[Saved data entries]

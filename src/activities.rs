//! National park "things to do" feed and its CSV projection.
//!
//! `GET {base}/thingstodo?parkCode={code}` with an `x-api-key` header
//! returns `{ "data": [ ... ] }`. The listing is not paginated.

use async_trait::async_trait;
use serde::{Deserialize, Deserializer};
use serde_json::Value;

use crate::config::ActivitiesFeedConfig;
use crate::error::{SyncError, SyncResult};
use crate::tabular::{sql_metadata, to_csv, SqlColumn, SqlSchema};

#[derive(Debug, Clone, Deserialize, PartialEq)]
#[serde(rename_all = "camelCase")]
pub struct Activity {
    #[serde(default)]
    pub id: String,
    #[serde(default)]
    pub title: String,
    #[serde(default)]
    pub short_description: String,
    #[serde(default)]
    pub activities: Vec<NamedTag>,
    #[serde(default)]
    pub location: String,
    #[serde(default)]
    pub season: Vec<String>,
    #[serde(default)]
    pub time_of_day: Vec<String>,
    #[serde(default)]
    pub url: String,
    #[serde(default, deserialize_with = "loose_bool")]
    pub is_reservation_required: bool,
    #[serde(default, deserialize_with = "loose_bool")]
    pub are_pets_permitted: bool,
}

#[derive(Debug, Clone, Deserialize, PartialEq)]
pub struct NamedTag {
    pub name: String,
}

/// Upstream sends flags as JSON booleans or as `"true"` / `"false"` strings.
fn loose_bool<'de, D>(deserializer: D) -> Result<bool, D::Error>
where
    D: Deserializer<'de>,
{
    #[derive(Deserialize)]
    #[serde(untagged)]
    enum Loose {
        Bool(bool),
        Text(String),
        Other(Value),
    }

    Ok(match Loose::deserialize(deserializer)? {
        Loose::Bool(b) => b,
        Loose::Text(s) => s.trim().eq_ignore_ascii_case("true"),
        Loose::Other(_) => false,
    })
}

fn yes_no(flag: bool) -> String {
    if flag { "Yes" } else { "No" }.to_string()
}

#[derive(Debug, Clone, PartialEq, Eq)]
pub struct ActivityRow {
    pub id: String,
    pub title: String,
    pub short_description: String,
    pub activity_type: String,
    pub location: String,
    pub season: String,
    pub time_of_day: String,
    pub url: String,
    pub is_reservation_required: String,
    pub are_pets_permitted: String,
}

impl ActivityRow {
    fn into_fields(self) -> Vec<String> {
        vec![
            self.id,
            self.title,
            self.short_description,
            self.activity_type,
            self.location,
            self.season,
            self.time_of_day,
            self.url,
            self.is_reservation_required,
            self.are_pets_permitted,
        ]
    }
}

pub fn project(activity: &Activity) -> ActivityRow {
    ActivityRow {
        id: activity.id.clone(),
        title: activity.title.clone(),
        short_description: activity.short_description.clone(),
        activity_type: activity
            .activities
            .iter()
            .map(|a| a.name.as_str())
            .collect::<Vec<_>>()
            .join(", "),
        location: activity.location.clone(),
        season: activity.season.join(", "),
        time_of_day: activity.time_of_day.join(", "),
        url: activity.url.clone(),
        is_reservation_required: yes_no(activity.is_reservation_required),
        are_pets_permitted: yes_no(activity.are_pets_permitted),
    }
}

/// `yose` keeps its historical table name; other parks get `{code}_activities`.
pub fn default_table_name(park_code: &str) -> String {
    if park_code == "yose" {
        "yosemite_activities".to_string()
    } else {
        format!("{}_activities", park_code.to_ascii_lowercase())
    }
}

pub fn schema(table_name: &str) -> SqlSchema {
    SqlSchema {
        table_name: Some(table_name.to_string()),
        columns: vec![
            SqlColumn::new("id", "TEXT"),
            SqlColumn::new("title", "TEXT"),
            SqlColumn::new("shortDescription", "TEXT"),
            SqlColumn::new("activityType", "TEXT"),
            SqlColumn::new("location", "TEXT"),
            SqlColumn::new("season", "TEXT"),
            SqlColumn::new("timeOfDay", "TEXT"),
            SqlColumn::new("url", "TEXT"),
            SqlColumn::new("isReservationRequired", "TEXT"),
            SqlColumn::new("arePetsPermitted", "TEXT"),
        ],
    }
}

pub fn default_description(park_code: &str) -> String {
    format!(
        "Activities available in national park '{}'. Sample data: title='Backpacking', \
         activityType='Hiking, Camping', location='Yosemite Valley', \
         season='Spring, Summer, Fall', isReservationRequired='Yes', arePetsPermitted='No'",
        park_code
    )
}

#[derive(Debug, Clone)]
pub struct ActivityReport {
    pub csv: String,
    pub metadata: Value,
    pub rows: usize,
}

pub fn build_report(activities: &[Activity], table_name: &str, description: &str) -> ActivityReport {
    let schema = schema(table_name);
    let csv = to_csv(
        &schema.column_names(),
        activities.iter().map(|a| project(a).into_fields()),
    );
    ActivityReport {
        csv,
        metadata: sql_metadata(&schema, description),
        rows: activities.len(),
    }
}

#[derive(Deserialize)]
struct ActivitiesResponse {
    #[serde(default)]
    data: Vec<Activity>,
}

#[async_trait]
pub trait ActivitySource: Send + Sync {
    async fn fetch(&self, park_code: &str) -> SyncResult<Vec<Activity>>;
}

/// HTTP client for the activities listing.
pub struct ActivitiesFeed {
    http: reqwest::Client,
    base_url: String,
    api_key: Option<String>,
}

impl ActivitiesFeed {
    pub fn new(base_url: &str, api_key: Option<String>) -> Self {
        Self {
            http: reqwest::Client::new(),
            base_url: base_url.trim_end_matches('/').to_string(),
            api_key,
        }
    }

    pub fn from_config(config: &ActivitiesFeedConfig) -> Self {
        let api_key = std::env::var(&config.api_key_env).ok();
        if api_key.is_none() {
            tracing::warn!(env = %config.api_key_env, "activities API key not set");
        }
        Self::new(&config.base_url, api_key)
    }
}

#[async_trait]
impl ActivitySource for ActivitiesFeed {
    async fn fetch(&self, park_code: &str) -> SyncResult<Vec<Activity>> {
        let endpoint = format!("{}/thingstodo", self.base_url);
        let mut req = self.http.get(&endpoint).query(&[("parkCode", park_code)]);
        if let Some(key) = &self.api_key {
            req = req.header("x-api-key", key);
        }

        let resp = req
            .send()
            .await
            .map_err(|e| SyncError::upstream(&endpoint, e.to_string()))?;

        let status = resp.status();
        if !status.is_success() {
            let body = resp.text().await.unwrap_or_default();
            return Err(SyncError::upstream(
                &endpoint,
                format!(
                    "HTTP {}: {}",
                    status,
                    body.chars().take(500).collect::<String>()
                ),
            ));
        }

        let parsed: ActivitiesResponse = resp
            .json()
            .await
            .map_err(|e| SyncError::upstream(&endpoint, format!("invalid activities body: {}", e)))?;

        tracing::info!(park_code, count = parsed.data.len(), "activities fetched");
        Ok(parsed.data)
    }
}

#[cfg(test)]
mod tests {
    use super::*;
    use serde_json::json;

    fn sample() -> Activity {
        serde_json::from_value(json!({
            "id": "A1",
            "title": "Backpacking",
            "shortDescription": "Overnight trips, with permits",
            "activities": [{ "id": "x", "name": "Hiking" }, { "id": "y", "name": "Camping" }],
            "location": "Yosemite Valley",
            "season": ["Spring", "Summer", "Fall"],
            "timeOfDay": ["Day"],
            "url": "https://www.nps.gov/thingstodo/backpacking.htm",
            "isReservationRequired": "true",
            "arePetsPermitted": false
        }))
        .unwrap()
    }

    #[test]
    fn test_project_joins_lists_and_flags() {
        let row = project(&sample());
        assert_eq!(row.activity_type, "Hiking, Camping");
        assert_eq!(row.season, "Spring, Summer, Fall");
        assert_eq!(row.is_reservation_required, "Yes");
        assert_eq!(row.are_pets_permitted, "No");
    }

    #[test]
    fn test_loose_bool_variants() {
        for (raw, want) in [
            (json!(true), true),
            (json!("TRUE"), true),
            (json!("false"), false),
            (json!(""), false),
            (json!(null), false),
        ] {
            let a: Activity = serde_json::from_value(json!({ "arePetsPermitted": raw })).unwrap();
            assert_eq!(a.are_pets_permitted, want);
        }
    }

    #[test]
    fn test_missing_fields_default() {
        let a: Activity = serde_json::from_value(json!({ "id": "B" })).unwrap();
        let row = project(&a);
        assert_eq!(row.activity_type, "");
        assert_eq!(row.is_reservation_required, "No");
    }

    #[test]
    fn test_report_escapes_commas() {
        let report = build_report(&[sample()], "yosemite_activities", "desc");
        let mut lines = report.csv.lines();
        assert_eq!(
            lines.next().unwrap(),
            "id,title,shortDescription,activityType,location,season,timeOfDay,url,isReservationRequired,arePetsPermitted"
        );
        let row = lines.next().unwrap();
        assert!(row.starts_with("A1,Backpacking,\"Overnight trips, with permits\",\"Hiking, Camping\""));
        assert_eq!(report.metadata["sql_schema"]["table_name"], "yosemite_activities");
        assert_eq!(report.rows, 1);
    }

    #[test]
    fn test_default_table_name() {
        assert_eq!(default_table_name("yose"), "yosemite_activities");
        assert_eq!(default_table_name("ZION"), "zion_activities");
    }
}
//! Local copies of generated artifacts.
//!
//! Files land at `{dir}/{client_id}/{filename}`, next to the data a human
//! would want to inspect when a remote upload looks wrong.

use anyhow::{Context, Result};
use serde::Serialize;
use std::path::{Path, PathBuf};

/// Write `content` to `{dir}/{client_id}/{filename}`, creating directories.
pub fn save_to_client_directory(
    dir: &Path,
    client_id: &str,
    filename: &str,
    content: &[u8],
) -> Result<PathBuf> {
    let target_dir = dir.join(client_id);
    std::fs::create_dir_all(&target_dir)
        .with_context(|| format!("Failed to create export dir: {}", target_dir.display()))?;

    let path = target_dir.join(filename);
    if let Some(parent) = path.parent() {
        std::fs::create_dir_all(parent)?;
    }
    std::fs::write(&path, content)
        .with_context(|| format!("Failed to write {}", path.display()))?;

    tracing::info!(client_id, filename, path = %path.display(), "saved local copy");
    Ok(path)
}

/// Pretty-print `value` as JSON and save it like [`save_to_client_directory`].
pub fn save_json_to_client_directory<T: Serialize + ?Sized>(
    dir: &Path,
    client_id: &str,
    filename: &str,
    value: &T,
) -> Result<PathBuf> {
    let json = serde_json::to_string_pretty(value)?;
    save_to_client_directory(dir, client_id, filename, json.as_bytes())
}

/// `report.csv` → `report_metadata.json`
pub fn metadata_filename(filename: &str) -> String {
    let stem = Path::new(filename)
        .file_stem()
        .map(|s| s.to_string_lossy().to_string())
        .unwrap_or_else(|| filename.to_string());
    format!("{}_metadata.json", stem)
}

#[cfg(test)]
mod tests {
    use super::*;
    use serde_json::json;
    use tempfile::TempDir;

    #[test]
    fn test_save_creates_client_dir() {
        let tmp = TempDir::new().unwrap();
        let path = save_to_client_directory(tmp.path(), "acme", "report.csv", b"a,b\n").unwrap();

        assert_eq!(path, tmp.path().join("acme").join("report.csv"));
        assert_eq!(std::fs::read_to_string(&path).unwrap(), "a,b\n");
    }

    #[test]
    fn test_save_overwrites() {
        let tmp = TempDir::new().unwrap();
        save_to_client_directory(tmp.path(), "acme", "r.csv", b"old").unwrap();
        let path = save_to_client_directory(tmp.path(), "acme", "r.csv", b"new").unwrap();
        assert_eq!(std::fs::read_to_string(path).unwrap(), "new");
    }

    #[test]
    fn test_json_is_pretty_printed() {
        let tmp = TempDir::new().unwrap();
        let path =
            save_json_to_client_directory(tmp.path(), "acme", "m.json", &json!({"a": 1})).unwrap();
        assert_eq!(std::fs::read_to_string(path).unwrap(), "{\n  \"a\": 1\n}");
    }

    #[test]
    fn test_metadata_filename() {
        assert_eq!(metadata_filename("report.csv"), "report_metadata.json");
        assert_eq!(metadata_filename("noext"), "noext_metadata.json");
    }
}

§ **To do**: Exactly as written, please reproduce the lines from the first line of the data to the line containing "use async_trait::async_trait;", inclusive, and nothing else.

§ **Reply to the task**:
filename src/activities.rs
//! National park "things to do" feed and its CSV projection.
//!
//! `GET {base}/thingstodo?parkCode={code}` with an `x-api-key` header
//! returns `{ "data": [ ... ] }`. The listing is not paginated.

use async_trait::async_trait;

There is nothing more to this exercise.